Well, reverence and acknowledgment of God and that God does exist and does play a role in our daily life is another value that the vast majority of the people in society believe in. I think restoring that-prayer is helping to restore that value, where acknowledgment of God, our dependence upon Him and our need to depend on Him in our school life as well as outside of school.

Rather than going any further, I would just like to close by thanking this committee for taking the time to pay attention to this very important issue. Unfortunately, past Congresses, and, unfortunately, on the House side, we have not had the luxury of really making our feelings known this extensively on the issue.

I would like to thank Senator Thurmond and Senator Grassley and Senator Denton and all the others for being here today.

Finally, I would like to urge again and hope that this committee will act expeditiously on this constitutional amendment and report it to the Senate floor.

Thank you.

Senator GRASSLEY [presiding]. Thank you, Mr. Jarmin and Mr. McAteer for your testimony.

I would like to ask some questions for the chairman of the committee.

First of all, three general questions that were previously asked of other witnesses and then some specific questions we have for each of you.

Šome opponents of school prayer say that Thomas Jefferson's doctrine of separation of church and state is a justification for the prohibiting of prayer in school. What is, in your opinion, wrong with that argument?

Mr. MCATEER. Well, I think it is a classic example, Senator, of those who set the agenda for debate, who decide what the issues are and what they mean, contrary many times to what they are and what they mean, have completely misinterpreted and see it so many times in the media, what he said and when he said it, when the first amendment was written, that Thomas Jefferson seems to be looked to in that wall of church and state question.

Thomas Jefferson was in Paris, France, and actually the wall of separation of church and state statement as alluded to here earlier this morning was a letter that Thomas Jefferson wrote to the Danbury Baptists when they actually rebuked him for his lack of biblical pursuit in his duties and he said that it seemed to him-later on he wrote and apologized for that statement and I said a little earlier that from the standpoint of separation of church and state, right thinking people who believe in the Bible and who worship God and know the history, allegories through Europe and so forth, are unalterably opposed to church ruling the state and vice versa. But we must constantly remind people that do have a serious question about this that our Founding Fathers never intended to separate God from government because God is the basis of government. God established three institutions: The home, the church, and the government and he established government for the sole purpose of restraining evil and protecting its citizens.

So I say, it is a fallacious argument and once it is really explained and people understand it, then they have no fear of this amendment that we are talking about.

Senator GRASSLEY. Mr. Jarmin?

Mr. JARMIN. I think I addressed that issue in my testimony. I would just say, regardless of what Thomas Jefferson meant by what he said, the fact is that that is not a substitute for the amendment itself. What is in the Constitution is what is important, not what Jefferson said many, many years later, after it was written.

Also, I think that he has been greatly misinterpreted. But, again, I would share with Mr.
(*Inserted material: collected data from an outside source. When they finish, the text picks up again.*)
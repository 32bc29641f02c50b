//! Domain types for Cloak.
//!
//! This module contains the error hierarchy and the crate-wide [`Result`]
//! alias. The PII data model (types, matches, options, results) lives in
//! [`crate::redaction::models`] next to the engine that produces it.
//!
//! # Error Handling
//!
//! All fallible operations return [`Result<T, CloakError>`]:
//!
//! ```rust
//! use cloak::domain::{CloakError, Result};
//!
//! fn example() -> Result<()> {
//!     // Errors are automatically converted using the ? operator
//!     let config = cloak::config::load_config("cloak.toml")?;
//!     Ok(())
//! }
//! ```

pub mod errors;
pub mod result;

// Re-export commonly used types for convenience
pub use errors::{CloakError, ExtractionError};
pub use result::Result;
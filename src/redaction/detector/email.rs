//! Email address detector

use super::PiiDetector;
use crate::redaction::models::{PiiMatch, PiiType};
use anyhow::Result;
use regex::Regex;

/// Fixed confidence for email matches. Below a strict-pattern detector's
/// score because the OCR tolerance admits some junk.
const EMAIL_CONFIDENCE: f32 = 0.95;

/// Email address detector
///
/// Tolerant of common OCR artifacts: whitespace around the `@` and the `@`
/// rendered as `(@)`. The emitted `value` is the cleaned form; the span is
/// the raw match.
pub struct EmailDetector {
    pattern: Regex,
}

impl EmailDetector {
    /// Create a new email detector
    pub fn new() -> Result<Self> {
        let pattern =
            Regex::new(r"[A-Za-z0-9._%+-]+\s*(?:@|\s*\(?@\)?\s*)\s*[A-Za-z0-9.-]+\.[A-Za-z]{2,}")?;
        Ok(Self { pattern })
    }

    /// Strip internal whitespace and collapse the parenthesized-at form
    fn clean(raw: &str) -> String {
        let compact: String = raw.chars().filter(|c| !c.is_whitespace()).collect();
        compact.replacen("(@)", "@", 1)
    }
}

impl PiiDetector for EmailDetector {
    fn pii_type(&self) -> PiiType {
        PiiType::Email
    }

    fn detect(&self, text: &str) -> Vec<PiiMatch> {
        self.pattern
            .find_iter(text)
            .map(|m| {
                PiiMatch::new(
                    PiiType::Email,
                    Self::clean(m.as_str()),
                    m.start(),
                    m.end(),
                    EMAIL_CONFIDENCE,
                )
            })
            .collect()
    }
}

#[cfg(test)]
mod tests {
    use super::*;

    #[test]
    fn test_detect_plain_email() {
        let detector = EmailDetector::new().unwrap();
        let matches = detector.detect("Contact: john.doe@example.com today");

        assert_eq!(matches.len(), 1);
        assert_eq!(matches[0].value, "john.doe@example.com");
        assert_eq!(matches[0].start, 9);
        assert_eq!(matches[0].end, 29);
        assert_eq!(matches[0].confidence, 0.95);
    }

    #[test]
    fn test_detect_ocr_spaced_at() {
        let detector = EmailDetector::new().unwrap();
        let matches = detector.detect("reach me at jane @ example.org please");

        assert_eq!(matches.len(), 1);
        assert_eq!(matches[0].value, "jane@example.org");
        // Span covers the raw text including the OCR whitespace
        assert_eq!(&"reach me at jane @ example.org please"[matches[0].start..matches[0].end], "jane @ example.org");
    }

    #[test]
    fn test_detect_parenthesized_at() {
        let detector = EmailDetector::new().unwrap();
        let matches = detector.detect("bob(@)corp.io");

        assert_eq!(matches.len(), 1);
        assert_eq!(matches[0].value, "bob@corp.io");
    }

    #[test]
    fn test_no_match_on_plain_text() {
        let detector = EmailDetector::new().unwrap();
        assert!(detector.detect("nothing to see here").is_empty());
        assert!(detector.detect("not-an-email@nodot").is_empty());
    }

    #[test]
    fn test_multiple_emails() {
        let detector = EmailDetector::new().unwrap();
        let matches = detector.detect("a@b.com and c@d.org");

        assert_eq!(matches.len(), 2);
        assert_eq!(matches[0].value, "a@b.com");
        assert_eq!(matches[1].value, "c@d.org");
        assert!(matches[0].start < matches[1].start);
    }
}
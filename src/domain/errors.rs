//! Domain error types
//!
//! All errors are domain-specific and don't expose third-party types.

use thiserror::Error;

/// Main Cloak error type
///
/// This is the primary error type used throughout the application.
/// It wraps specific error types and provides context for error handling.
#[derive(Debug, Error)]
pub enum CloakError {
    /// Configuration-related errors
    #[error("Configuration error: {0}")]
    Configuration(String),

    /// Input validation errors (empty text, bad CLI arguments)
    #[error("Validation error: {0}")]
    Validation(String),

    /// Detector construction errors (pattern compilation)
    #[error("Detection error: {0}")]
    Detection(String),

    /// Text extraction errors
    #[error("Extraction error: {0}")]
    Extraction(#[from] ExtractionError),

    /// Serialization/deserialization errors
    #[error("Serialization error: {0}")]
    Serialization(String),

    /// I/O errors
    #[error("I/O error: {0}")]
    Io(String),

    /// Generic errors with context
    #[error("{0}")]
    Other(String),
}

/// Extraction-specific errors
///
/// Errors that occur while flattening an input file to plain text.
/// These errors don't expose third-party parser types.
#[derive(Debug, Error)]
pub enum ExtractionError {
    /// File could not be read
    #[error("Failed to read file {path}: {reason}")]
    ReadFailed { path: String, reason: String },

    /// File extension is not a supported text format
    #[error("Unsupported file type: {0}")]
    UnsupportedFormat(String),

    /// JSON input could not be parsed
    #[error("Invalid JSON in {path}: {reason}")]
    InvalidJson { path: String, reason: String },

    /// File content is not valid UTF-8
    #[error("File is not valid UTF-8: {0}")]
    InvalidEncoding(String),
}

// Conversion from std::io::Error
impl From<std::io::Error> for CloakError {
    fn from(err: std::io::Error) -> Self {
        CloakError::Io(err.to_string())
    }
}

// Conversion from serde_json::Error
impl From<serde_json::Error> for CloakError {
    fn from(err: serde_json::Error) -> Self {
        CloakError::Serialization(err.to_string())
    }
}

// Conversion from toml parse errors
impl From<toml::de::Error> for CloakError {
    fn from(err: toml::de::Error) -> Self {
        CloakError::Configuration(format!("TOML parse error: {err}"))
    }
}
//! Match rewriting
//!
//! Replaces each surviving match with its redaction token. Matches MUST be
//! non-overlapping and processed in ascending original-start order: the
//! running offset accumulator tracks how prior substitutions shifted the
//! text, and any other order corrupts later substitutions.

use crate::redaction::models::{PiiMatch, PiiType, RedactionStyle};
use std::collections::HashMap;

/// Rewrite `text`, replacing every match with a redaction token.
///
/// - `Mask`: one `mask_char` per character of the matched span, so the
///   character length of the text is preserved.
/// - `Label`: `[<LABEL><n>]` with a per-type counter starting at 1, assigned
///   in the ascending-start order the matches are processed in.
pub fn rewrite(
    text: &str,
    matches: &[PiiMatch],
    style: RedactionStyle,
    mask_char: char,
) -> String {
    let mut redacted = text.to_string();
    let mut offset: isize = 0;
    let mut counters: HashMap<PiiType, usize> = HashMap::new();

    for m in matches {
        let token = match style {
            RedactionStyle::Mask => {
                let span_chars = text[m.start..m.end].chars().count();
                mask_char.to_string().repeat(span_chars)
            }
            RedactionStyle::Label => {
                let counter = counters.entry(m.pii_type).or_insert(0);
                *counter += 1;
                format!("[{}{}]", m.pii_type.label(), counter)
            }
        };

        let adjusted_start = (m.start as isize + offset) as usize;
        let adjusted_end = (m.end as isize + offset) as usize;
        redacted.replace_range(adjusted_start..adjusted_end, &token);

        offset += token.len() as isize - (m.end - m.start) as isize;
    }

    redacted
}

#[cfg(test)]
mod tests {
    use super::*;

    fn m(pii_type: PiiType, value: &str, start: usize, end: usize) -> PiiMatch {
        PiiMatch::new(pii_type, value, start, end, 0.9)
    }

    #[test]
    fn test_label_rewrite() {
        let text = "mail a@b.com now";
        let matches = vec![m(PiiType::Email, "a@b.com", 5, 12)];
        let redacted = rewrite(text, &matches, RedactionStyle::Label, '█');

        assert_eq!(redacted, "mail [EMAIL1] now");
    }

    #[test]
    fn test_label_counters_are_per_type() {
        let text = "a@b.com 555-123-4567 c@d.org";
        let matches = vec![
            m(PiiType::Email, "a@b.com", 0, 7),
            m(PiiType::Phone, "555-123-4567", 8, 20),
            m(PiiType::Email, "c@d.org", 21, 28),
        ];
        let redacted = rewrite(text, &matches, RedactionStyle::Label, '█');

        assert_eq!(redacted, "[EMAIL1] [PHONE1] [EMAIL2]");
    }

    #[test]
    fn test_offset_tracking_with_longer_tokens() {
        // Labels are longer than the spans they replace; the accumulator
        // must keep later substitutions aligned.
        let text = "x a@b.c y d@e.f z";
        let matches = vec![
            m(PiiType::Email, "a@b.c", 2, 7),
            m(PiiType::Email, "d@e.f", 10, 15),
        ];
        let redacted = rewrite(text, &matches, RedactionStyle::Label, '█');

        assert_eq!(redacted, "x [EMAIL1] y [EMAIL2] z");
    }

    #[test]
    fn test_mask_preserves_char_length() {
        let text = "Call 555-1234";
        let matches = vec![m(PiiType::Phone, "555-1234", 5, 13)];
        let redacted = rewrite(text, &matches, RedactionStyle::Mask, '█');

        assert_eq!(redacted, "Call ████████");
        assert_eq!(redacted.chars().count(), text.chars().count());
    }

    #[test]
    fn test_mask_with_ascii_filler() {
        let text = "num 555-1234.";
        let matches = vec![m(PiiType::Phone, "555-1234", 4, 12)];
        let redacted = rewrite(text, &matches, RedactionStyle::Mask, '*');

        assert_eq!(redacted, "num ********.");
        assert_eq!(redacted.len(), text.len());
    }

    #[test]
    fn test_mask_counts_span_chars_not_bytes() {
        // Multibyte characters in the span: filler count follows characters
        let text = "ref 12 Rué Lane ok";
        let start = text.find("12").unwrap();
        let end = text.find(" ok").unwrap();
        let matches = vec![m(PiiType::Address, &text[start..end], start, end)];
        let redacted = rewrite(text, &matches, RedactionStyle::Mask, '█');

        assert_eq!(redacted.chars().count(), text.chars().count());
    }

    #[test]
    fn test_no_matches_returns_original() {
        assert_eq!(rewrite("untouched", &[], RedactionStyle::Label, '█'), "untouched");
    }
}
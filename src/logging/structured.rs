//! Structured logging setup using tracing
//!
//! Console output is always enabled; an optional JSON file layer with
//! rotation can be turned on through [`LoggingConfig`].

use crate::config::LoggingConfig;
use crate::domain::Result;
use tracing::Level;
use tracing_appender::non_blocking::WorkerGuard;
use tracing_appender::rolling::{RollingFileAppender, Rotation};
use tracing_subscriber::layer::SubscriberExt;
use tracing_subscriber::util::SubscriberInitExt;
use tracing_subscriber::{EnvFilter, Layer};

/// Guard that must be kept alive for the duration of the program
/// to ensure logs are flushed properly
pub struct LoggingGuard {
    _file_guard: Option<WorkerGuard>,
}

impl LoggingGuard {
    fn new(file_guard: Option<WorkerGuard>) -> Self {
        Self {
            _file_guard: file_guard,
        }
    }
}

/// Initialize the logging system based on configuration
///
/// # Arguments
///
/// * `log_level_str` - Log level as a string (trace, debug, info, warn, error)
/// * `config` - Logging configuration
///
/// # Returns
///
/// A `LoggingGuard` that must be kept alive for the duration of the program
///
/// # Example
///
/// ```no_run
/// use cloak::logging::init_logging;
/// use cloak::config::LoggingConfig;
///
/// let config = LoggingConfig::default();
/// let _guard = init_logging("info", &config).expect("Failed to initialize logging");
/// // Keep _guard alive for the duration of the program
/// ```
pub fn init_logging(log_level_str: &str, config: &LoggingConfig) -> Result<LoggingGuard> {
    let log_level = parse_log_level(log_level_str)?;

    let env_filter = EnvFilter::try_from_default_env()
        .unwrap_or_else(|_| EnvFilter::new(format!("cloak={log_level}")));

    let mut layers = Vec::new();

    // Console layer (always enabled)
    let console_layer = tracing_subscriber::fmt::layer()
        .with_target(true)
        .with_filter(env_filter.clone());

    layers.push(console_layer.boxed());

    // File logging layer (if enabled)
    let file_guard = if config.local_enabled {
        let rotation = match config.local_rotation.as_str() {
            "daily" => Rotation::DAILY,
            "hourly" => Rotation::HOURLY,
            "never" => Rotation::NEVER,
            _ => Rotation::DAILY,
        };

        std::fs::create_dir_all(&config.local_path).map_err(|e| {
            crate::domain::CloakError::Configuration(format!(
                "Failed to create log directory {}: {}",
                config.local_path, e
            ))
        })?;

        let file_appender = RollingFileAppender::new(rotation, &config.local_path, "cloak.log");
        let (non_blocking, guard) = tracing_appender::non_blocking(file_appender);

        let file_layer = tracing_subscriber::fmt::layer()
            .json()
            .with_target(true)
            .with_writer(non_blocking)
            .with_filter(env_filter);

        layers.push(file_layer.boxed());
        Some(guard)
    } else {
        None
    };

    tracing_subscriber::registry().with(layers).init();

    tracing::debug!(
        local_enabled = config.local_enabled,
        local_path = %config.local_path,
        "Logging initialized"
    );

    Ok(LoggingGuard::new(file_guard))
}

/// Parse log level from string
fn parse_log_level(level_str: &str) -> Result<Level> {
    match level_str.to_lowercase().as_str() {
        "trace" => Ok(Level::TRACE),
        "debug" => Ok(Level::DEBUG),
        "info" => Ok(Level::INFO),
        "warn" => Ok(Level::WARN),
        "error" => Ok(Level::ERROR),
        _ => Err(crate::domain::CloakError::Configuration(format!(
            "Invalid log level: {level_str}. Must be one of: trace, debug, info, warn, error"
        ))),
    }
}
McAteer, that separation was intended only-the separation does not exist in the first amendment, No. 1. The first amendment essentially states Congress shall make no law with regard to the establishment of religion and that was clearly interpreted by everybody at that time who understood it to mean that the Federal Government could not establish an official state church such as the Church of England. Clearly it did not mean that we should separate God from government because, on the one hand, why would the Founding Fathers write the first amendment meaning this intended us to separate God from government at the same time they asked to join together in prayer while they were drafting the Constitution. At the close of the Constitutional Convention they called for a declaration of a day of prayer. I think George Washington called for it.

So clearly prayer is not religion. It is a form of religious activity but not in the traditional sense of the word a religion. It cannot be established just through the mere act of prayer, as the Founding Fathers intended.

This is just totally a fallacious argument, a great distortion of the meaning of the Constitution, to use that as a means of prohibiting prayer in public schools.

Senator GRASSLEY. The chairman's second general question states, "Opponents of school prayer are worried that this constitutional amendment will enable States to draft prescribed prayers. Should the States be able to draft official prayers?"

Mr. MCATEER. No. I am of the firm opinion that the word "voluntary" is very important because prayer, even as some of those who oppose this amendment say, and I agree with them, prayer is a very personal thing. But that does not mean it is a silent thing. We see in scriptures and history and church and institutions that prayer, real prayer, is secret prayer but the acknowledgment of God in prayer is a public and a voluntary exercise at its best.

So I am opposed to a prescribed prayer. I go fully with the amendment as it says, voluntary prayer.

Mr. JARMIN. Well, I agree and I disagree with most of the statements that have been made on this issue up to now.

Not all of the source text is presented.